Les soirées d’élections municipales à l’hôtel de ville de Beaune (Côte-d’Or) sont rarement trépidantes. Cette petite cité prospère de 20 000 habitants, capitale de la Bourgogne viticole, est acquise à la droite modérée depuis toujours, ou presque, et les élus, en général, sont là pour longtemps – parfois même trop longtemps.
Dimanche 15 mars, le vainqueur, Pierre Bolze, était bien issu de la droite modérée. Et comme de coutume, il a eu droit à son ban bourguignon, une fois proclamée sa victoire écrasante (50,60 % des voix), dès le premier tour. Mais pour le reste, rien ne s’est passé comme prévu.

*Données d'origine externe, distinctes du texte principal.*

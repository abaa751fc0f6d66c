//! Insights page: summary cards and the per-faculty table

use super::{escape_html, group_thousands, AverageTier};
use crate::core::insights::{FacultyStats, Insights};
use crate::core::models::Context;
use crate::core::sort::FacultySort;
use std::fmt::Write;

/// An average as colored two-decimal percentage
fn colored_average(average: f64) -> String {
    format!(
        "<span class=\"monospace\" style=\"color: {};\">{average:.2}%</span>",
        AverageTier::of(average).color()
    )
}

fn stat_card(html: &mut String, title: &str, subtitle: &str, value: &str) {
    let _ = writeln!(html, "  <div class=\"stat-card\">");
    let _ = writeln!(html, "    <h3>{title}</h3>");
    let _ = writeln!(html, "    <p class=\"stat-value\">{value}</p>");
    let _ = writeln!(html, "    <p class=\"stat-subtitle\">{subtitle}</p>");
    let _ = writeln!(html, "  </div>");
}

/// The six summary cards
#[must_use]
pub fn stat_cards_html(insights: &Insights, context: &Context) -> String {
    const NONE: &str = "N/A";
    let campus = context.campus.name();
    let session = &context.session;
    let mut html = String::new();
    let _ = writeln!(html, "<div class=\"stats-grid\">");

    for (title, extremum) in [
        ("Highest Average Course", &insights.highest_average),
        ("Lowest Average Course", &insights.lowest_average),
    ] {
        match extremum {
            Some(e) => stat_card(&mut html, title, &escape_html(&e.title()), &colored_average(e.value)),
            None => stat_card(&mut html, title, NONE, NONE),
        }
    }
    match &insights.most_enrolled {
        Some(e) => stat_card(
            &mut html,
            "Most Enrolled Course",
            &escape_html(&e.title()),
            &format!("{} Students", e.value),
        ),
        None => stat_card(&mut html, "Most Enrolled Course", NONE, NONE),
    }
    stat_card(
        &mut html,
        "Overall Average",
        &format!("Average of every {campus} course during {session}"),
        &insights
            .overall_average
            .map_or_else(|| NONE.to_string(), colored_average),
    );
    stat_card(
        &mut html,
        "Total Courses",
        &format!("Total number of courses offered at {campus} during {session}"),
        &insights.total_courses.to_string(),
    );
    stat_card(
        &mut html,
        "Total Enrollments",
        &format!("Total course enrollments by {campus} students during {session}"),
        &group_thousands(insights.total_students),
    );

    let _ = writeln!(html, "</div>");
    html
}

/// Faculty table in the requested order
#[must_use]
pub fn faculty_table_html(faculties: &[FacultyStats], sort: FacultySort) -> String {
    let mut rows = faculties.to_vec();
    sort.sort(&mut rows);

    let mut html = String::new();
    let _ = writeln!(html, "<div class=\"insights-section\">");
    let _ = writeln!(html, "<h3>Faculty Statistics</h3>");
    let _ = writeln!(html, "<p class=\"sort-container\">{}</p>", sort.label());
    let _ = writeln!(html, "<table class=\"insights-table\">");
    let _ = writeln!(
        html,
        "<thead><tr><th>Faculty</th><th>Courses</th><th>Course Enrollments</th><th>Average</th></tr></thead>"
    );
    let _ = writeln!(html, "<tbody>");
    for stats in &rows {
        let _ = writeln!(
            html,
            "<tr><td>{}</td><td>{}</td><td>{}</td><td>{}</td></tr>",
            escape_html(&stats.faculty),
            stats.courses,
            group_thousands(stats.students),
            colored_average(stats.average)
        );
    }
    let _ = writeln!(html, "</tbody>");
    let _ = writeln!(html, "</table>");
    let _ = writeln!(html, "</div>");
    html
}

/// Full insights page body
#[must_use]
pub fn insights_html(insights: &Insights, context: &Context, sort: FacultySort) -> String {
    let mut html = stat_cards_html(insights, context);
    html.push_str(&faculty_table_html(&insights.faculties, sort));
    html
}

En effet l’homme qui, d’une voix blanche, venait de faire lecture du résultat officiel n’était autre que le grand perdant de la soirée, le maire sortant Alain Suguenot (divers droite), en lice pour un sixième mandat. Durant tout le dépouillement, depuis le bureau de vote qu’il présidait, il avait vu se dessiner, incrédule, les contours d’une défaite que le quotidien local, Le Bien public, ne tardera pas à comparer à un « tsunami ». Avec 16,84 % des voix seulement, il n’est même pas parvenu à accrocher un second tour, son adversaire dépassant les 50 % de suffrages exprimés dès le premier tour.